My body.
Milk fucks with my body.
When I was young, nothing would get my grandmother’s anger going faster than me trying to ditch my cereal, or yogurt, or porridge.
I hated milk as a kid.
The taste of it sucked.
It always tasted metallic and acidic to me.
It made my stomach sore.
Within an hour of drinking milk my asshole would become extremely itchy.
The cramps sucked.
So, I used to try to dump my cereal into the toilet.
But grandma caught me and after that she would hover over me and would crack the back of my hands with her wooden soup spoon.
I even tried to discretely dump my cereal into the garbage.
I had to eat my cereal out of the garbage when she caught me.
I once tried to hide my cereal in the floor register.
Got caught and had to scoop it out and eat it.
After grandma moved out, Richard and Sue would leave for work early and leave my brother and I at home to get ready for school by ourselves.
I’d eat my cereal dry and flush the milk.
After I moved out of the house when I was 16 I didn’t really have steady housing until I was about 23. So I never had the need for milk and never drank it again.
As a child, I only had ice cream on the rare occasion. Ice cream always tasted nice.

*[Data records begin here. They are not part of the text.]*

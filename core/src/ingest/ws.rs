use crate::models::{LogMessage, ProgramDescriptor};
use crate::rate_limiter::RateLimiter;
use chrono::Utc;
use futures_util::{SinkExt, StreamExt};
use serde_json::{json, Value};
use std::collections::HashMap;
use std::sync::atomic::{AtomicU32, Ordering};
use std::sync::Arc;
use tokio::sync::mpsc;
use tokio_tungstenite::connect_async;
use tokio_tungstenite::tungstenite::Message;

const RECONNECT_CAP: std::time::Duration = std::time::Duration::from_secs(30);

/// Connection state machine. `Streaming` is re-entrant on each inbound
/// message.
#[derive(Debug, Clone, Copy, PartialEq, Eq)]
pub enum WsState {
    Disconnected,
    Connecting,
    Open,
    Streaming,
    Closing,
}

/// Persistent subscriber to N program-log feeds. Reconnects with capped
/// backoff + jitter; throttles inbound messages against a rate limiter;
/// forwards retained messages to the orchestrator over `tx`.
pub struct WsIngest {
    socket_url: String,
    subscriptions: Vec<ProgramDescriptor>,
    message_limiter: Arc<RateLimiter>,
    shutdown: Arc<tokio::sync::Notify>,
}

impl WsIngest {
    pub fn new(socket_url: String, subscriptions: Vec<ProgramDescriptor>, message_limiter: Arc<RateLimiter>) -> Self {
        WsIngest {
            socket_url,
            subscriptions,
            message_limiter,
            shutdown: Arc::new(tokio::sync::Notify::new()),
        }
    }

    pub fn shutdown_handle(&self) -> Arc<tokio::sync::Notify> {
        self.shutdown.clone()
    }

    /// Outer reconnect loop. Exits only after a `SIGINT`-triggered shutdown
    /// notification (the `Closing` -> `Disconnected` transition).
    pub async fn run(&self, tx: mpsc::Sender<LogMessage>) {
        let attempt = AtomicU32::new(0);
        loop {
            if self.connect_and_stream(&tx, &attempt).await {
                log::info!("ws ingest: shutdown requested, exiting reconnect loop");
                return;
            }

            let n = attempt.fetch_add(1, Ordering::SeqCst);
            let base = std::time::Duration::from_millis(500);
            let capped = std::cmp::min(base.saturating_mul(1u32 << n.min(10)), RECONNECT_CAP);
            let jitter_ms = rand::random::<u64>() % 1000;
            let delay = capped + std::time::Duration::from_millis(jitter_ms);
            log::warn!("ws ingest: connection closed, reconnecting in {delay:?}");
            tokio::select! {
                _ = tokio::time::sleep(delay) => {}
                _ = self.shutdown.notified() => {
                    log::info!("ws ingest: shutdown requested during reconnect backoff");
                    return;
                }
            }
        }
    }

    /// Returns true if the shutdown was requested (caller should stop
    /// reconnecting), false if the socket simply closed and a reconnect
    /// should be scheduled.
    async fn connect_and_stream(&self, tx: &mpsc::Sender<LogMessage>, attempt: &AtomicU32) -> bool {
        let mut state = WsState::Connecting;
        let (ws_stream, _) = match connect_async(&self.socket_url).await {
            Ok(pair) => pair,
            Err(e) => {
                log::warn!("ws ingest: connect failed: {e}");
                return false;
            }
        };
        state = WsState::Open;
        let (mut write, mut read) = ws_stream.split();

        let mut pending_sub: HashMap<u64, String> = HashMap::new();
        let mut sub_to_program: HashMap<u64, String> = HashMap::new();
        let mut request_id: u64 = 0;

        for descriptor in &self.subscriptions {
            request_id += 1;
            pending_sub.insert(request_id, descriptor.label.clone());
            let req = json!({
                "jsonrpc": "2.0",
                "id": request_id,
                "method": "logsSubscribe",
                "params": [{"mentions": [descriptor.address]}, {"commitment": "confirmed"}],
            });
            if write.send(Message::Text(req.to_string())).await.is_err() {
                return false;
            }
            tokio::time::sleep(std::time::Duration::from_millis(500)).await;
        }

        attempt.store(0, Ordering::SeqCst);
        state = WsState::Streaming;
        let _ = state;

        loop {
            tokio::select! {
                maybe_msg = read.next() => {
                    match maybe_msg {
                        Some(Ok(Message::Text(text))) => {
                            if !self.message_limiter.try_acquire(1.0) {
                                log::warn!("ws ingest: message-rate token refused, dropping inbound message");
                                continue;
                            }
                            self.handle_text(&text, &mut pending_sub, &mut sub_to_program, tx).await;
                        }
                        Some(Ok(Message::Close(_))) | None => {
                            log::info!("ws ingest: socket closed by peer");
                            return false;
                        }
                        Some(Err(e)) => {
                            log::warn!("ws ingest: socket error: {e}");
                            return false;
                        }
                        _ => {}
                    }
                }
                _ = self.shutdown.notified() => {
                    log::info!("ws ingest: closing on shutdown signal");
                    let _ = write.send(Message::Close(None)).await;
                    return true;
                }
            }
        }
    }

    async fn handle_text(
        &self,
        text: &str,
        pending_sub: &mut HashMap<u64, String>,
        sub_to_program: &mut HashMap<u64, String>,
        tx: &mpsc::Sender<LogMessage>,
    ) {
        let value: Value = match serde_json::from_str(text) {
            Ok(v) => v,
            Err(e) => {
                log::debug!("ws ingest: malformed frame: {e}");
                return;
            }
        };

        if let (Some(id), Some(result)) = (value.get("id").and_then(Value::as_u64), value.get("result")) {
            if let Some(label) = pending_sub.remove(&id) {
                if let Some(sub_id) = result.as_u64() {
                    sub_to_program.insert(sub_id, label);
                }
            }
            return;
        }

        let Some(params) = value.get("params") else {
            return;
        };

        let subscription = params.get("subscription").and_then(Value::as_u64);
        let Some(label) = subscription.and_then(|id| sub_to_program.get(&id)).cloned() else {
            return;
        };

        let result = &params["result"];
        let slot = result["context"]["slot"].as_u64().unwrap_or(0);
        let tx_value = &result["value"];

        if !tx_value["err"].is_null() {
            return;
        }

        let signature = tx_value["signature"]
            .as_str()
            .map(str::to_string)
            .unwrap_or_else(|| format!("slot-{slot}"));

        let lines: Vec<String> = tx_value["logs"]
            .as_array()
            .map(|arr| arr.iter().filter_map(|v| v.as_str().map(str::to_string)).collect())
            .unwrap_or_default();

        let message = LogMessage {
            signature,
            slot,
            source_program: label,
            lines,
            received_at: Utc::now(),
        };

        if tx.send(message).await.is_err() {
            log::warn!("ws ingest: orchestrator channel closed");
        }
    }
}

#[cfg(test)]
mod tests {
    use super::*;

    #[test]
    fn reconnect_delay_caps_at_30s_after_many_attempts() {
        let base = std::time::Duration::from_millis(500);
        let n: u32 = 10;
        let capped = std::cmp::min(base.saturating_mul(1u32 << n.min(10)), RECONNECT_CAP);
        assert_eq!(capped, RECONNECT_CAP);
    }

    #[test]
    fn early_attempts_do_not_hit_the_cap() {
        let base = std::time::Duration::from_millis(500);
        let n: u32 = 1;
        let capped = std::cmp::min(base.saturating_mul(1u32 << n.min(10)), RECONNECT_CAP);
        assert_eq!(capped, std::time::Duration::from_millis(1000));
    }
}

Well, between the time I moved out and the year 2000, I had never really had much in the way of dairy or ice cream, but I got bit by the ice cream bug while I was living on Barclay St. in the west end of Vancouver.
Went into the Dairy Queen for some totally out of the blue reason and I had a sundae.
Finished it.
And then about 5 minutes later I knew I was in trouble.
I barely made it back to my apartment before all hell broke loose.
It was like my colon exploded.
The smell was rancid.
And the amount of blood was disturbing.
So, off to the doctor I went.
“Anyone in your family lactose intolerant?”
Not sure.
“Well, why don’t you wait a couple of weeks and try some dairy again? You might have just had a stomach bug that coincided with you eating ice cream. I wouldn’t worry”
So, I waited about two months and challenged ice cream again.
Same result.
Went back to the doctor.
“Well, I don’t think we need to waste time testing you, it’s fairly obvious that you can’t process lactose. You might want to stay away from dairy”.
I did some reading on lactose intolerance, and pretty well everything that was indicated as being a symptom of lactose intolerance, I had.
I wondered if grandma knew that I was lactose intolerant.
Did my father know?
Obviously not.
Or so I thought.
In the summer of 2011, after I had obtained my social service records from the Alberta Government, I started filling ATI requests with other provincial governments.
In my hospital records from the IWK children’s hospital were numerous notes about how I would become very colicky and I was exhibiting rectal bleeding.
After a few rounds of testing it was determined that I was lactose intolerant and that I was to be placed on a dairy free diet. This was in 1975.
Two years before grandma would come to live with us full time.
Two years before she practically started funnelling the fucking crap down my throat.
I don’t know how many kids were forced to eat cereal out of the garbage, but I still dry heave when I think about it.
Richard would have written my lactose intolerance off as being just a way for me to get attention. But then again, he just really didn’t give a fuck.
Grandma? She had a lot of issues. Maybe she was too drunk to remember being told that I was lactose intolerant.
These days I survive just fine.
Having ice cream like treats isn’t a problem as there are dairy free soy based products, or even treats like sorbet. And even lactose free dairy exists.
There are still the occasional screwups no matter how careful I am.
I had a donair platter a couple of weeks ago. The store I go to has two styles of Tzatziki sauce. Regular and lactose free. They goofed on the order and gave me regular tzatziki sauce. Yep, it was as painful as could be after about 10 minutes. And I just barely made it home in time.
I drink soy cappuccinos and soy hot chocolates. The baristas at the local coffee shops are great, but occasionally a mixup is made. Usually the acidic taste will tell me that they used real dairy.
One of the side effects of lactose intolerance is malabsorption. The more lactose one consumes, the more inflamed their small intestines become. The more inflamed the small intestine becomes, the less able it is to absorb required nutrients and minerals.
Probably explains why I was an under weight runt for most of my childhood and why the docs at the IWK noted that I was anorexic.